STUDY 1: We explore the effect of providing requesters categorical prompts that elucidate central and critical components of well articulated primitive tasks. The task itself is then evaluated, as is the worker output. As a control condition, a sample of requesters is simply given the task creation activity with no exposure to the critical components.

Study method

Method: Study 1 and all subsequent experiments reported in this paper were conducted using the Amazon Mechanical Turk platform; users upload HTML task files, workers choose from a marketplace listing of tasks, and data is collected in CSV files. We restricted workers to those residing in the United States. Across all studies, 40 unique workers completed 160 tasks. A followup survey revealed that approximately Y% were female.

Method specifics and details

Primitive Crowdsourcing Task Types and Critical Components

In a previous study [1] 10 primitive tasks were identified as appearing in most crowdsourcing workflows. For each of the 10 primitive tasks we identified three critical components that elucidated the underlying task. These are presented as questions, for consideration by the requester, as they are designing the task. They appear as prompts within a task design interface (see Figure 1 below). As an example, for the binary choice primitive, the critical components are:

1. Have you clearly and unambiguously articulated the label(s) to be considered?

2. Is it clear which image(s) are to be tagged?

3. Has the choice criteria the worker should be applying been clearly articulated for deciding when a tag could meaningfully be associated to an image?

We note that more objective tasks require less complexity in the subjective description of their critical components - this is a reflection of the larger number of edge cases, or the underlying cognitive difficulty of the task to be attempted. The critical components for each primitive can be found in Table 1 (below).

Experimental Design for the study

We presented 20 requesters with a mixed series of three primitive tasks from the ten primitives and manipulated two factors: the number of critical component prompts (0, 1, 2, or 3) that they were exposed to during task creation and the primitive. The primitive tasks were presented in a randomized order, and each requester was given an ever increasing number of exposures to the critical components for each primitive task.

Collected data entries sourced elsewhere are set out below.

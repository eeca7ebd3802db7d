/// Seconds in the default quiz budget (10 minutes).
pub const DEFAULT_TIME_LIMIT_SECS: u32 = 10 * 60;

/// Below this many seconds the countdown is shown in its warning state.
pub const DEFAULT_LOW_TIME_THRESHOLD_SECS: u32 = 60;

/// Formats seconds as a zero-padded `mm:ss` countdown.
///
/// Minutes are not wrapped into hours, so 6000 seconds renders as `100:00`.
#[must_use]
pub fn format_countdown(seconds: u32) -> String {
    let minutes = seconds / 60;
    let remainder = seconds % 60;
    format!("{minutes:02}:{remainder:02}")
}

/// Returns true when the remaining time should be highlighted.
#[must_use]
pub fn is_low_time(remaining_secs: u32, threshold_secs: u32) -> bool {
    remaining_secs < threshold_secs
}

#[cfg(test)]
mod tests {
    use super::*;

    #[test]
    fn countdown_is_zero_padded() {
        assert_eq!(format_countdown(125), "02:05");
        assert_eq!(format_countdown(600), "10:00");
        assert_eq!(format_countdown(59), "00:59");
        assert_eq!(format_countdown(0), "00:00");
        assert_eq!(format_countdown(6000), "100:00");
    }

    #[test]
    fn low_time_is_strictly_below_threshold() {
        assert!(!is_low_time(60, 60));
        assert!(is_low_time(59, 60));
        assert!(is_low_time(0, 60));
    }
}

For example, the 1st requester is assigned primitive task 4 (Tag), and provided 0 critical component prompts during the task creation process. This requester was then assigned primitive task 7 (Transcribe) and provided 1 critical component prompt during the task creation process, etc. Each requester will have authored 4 primitive tasks, with an ever increasing amount of guidance provided in the form of exposure to critical component prompts.

Measures from the study

Upon completion of tasks, we launched them in batches through Amazon Mechanical Turk in 2 phases.

In phase 1, the individual tasks from each requester are sent in intact batches to a unique worker who is rewarded for completing all tasks in each batch. In phase 2, 20 randomized batches of tasks are created - each batch containing a control task (wherein the requester was given no exposure to critical components) and the revised tasks (wherein they were exposed to 1, 2, and 3 of the critical components for each primitive task). Each batch is given to a separate collection of 20 workers, who are rewarded for completing all tasks in each batch. In all phases, workers were unaware of whether they were attempting a revised or a control task.

Subsequent to these 2 phases, two independent groups of requesters saw two groups of submissions for each item in each task from each phase — from the revised and control tasks, randomized and blind to condition. They were asked to which group produced higher quality results according to their taste and by comparing with the ground truth. Finally, the requesters were asked to complete a survey regarding their impressions of the tasks.

What do we want to analyze?

For each phase, and for each critical component exposure treatment (1, 2, or 3) we performed a chi^2 test comparing the number of tasks for which requesters preferred the results from the treatment to the results from the control. Revised (exposed) groups were chosen [ ] than the control group, indicating that it produced [higher/lower]-quality results.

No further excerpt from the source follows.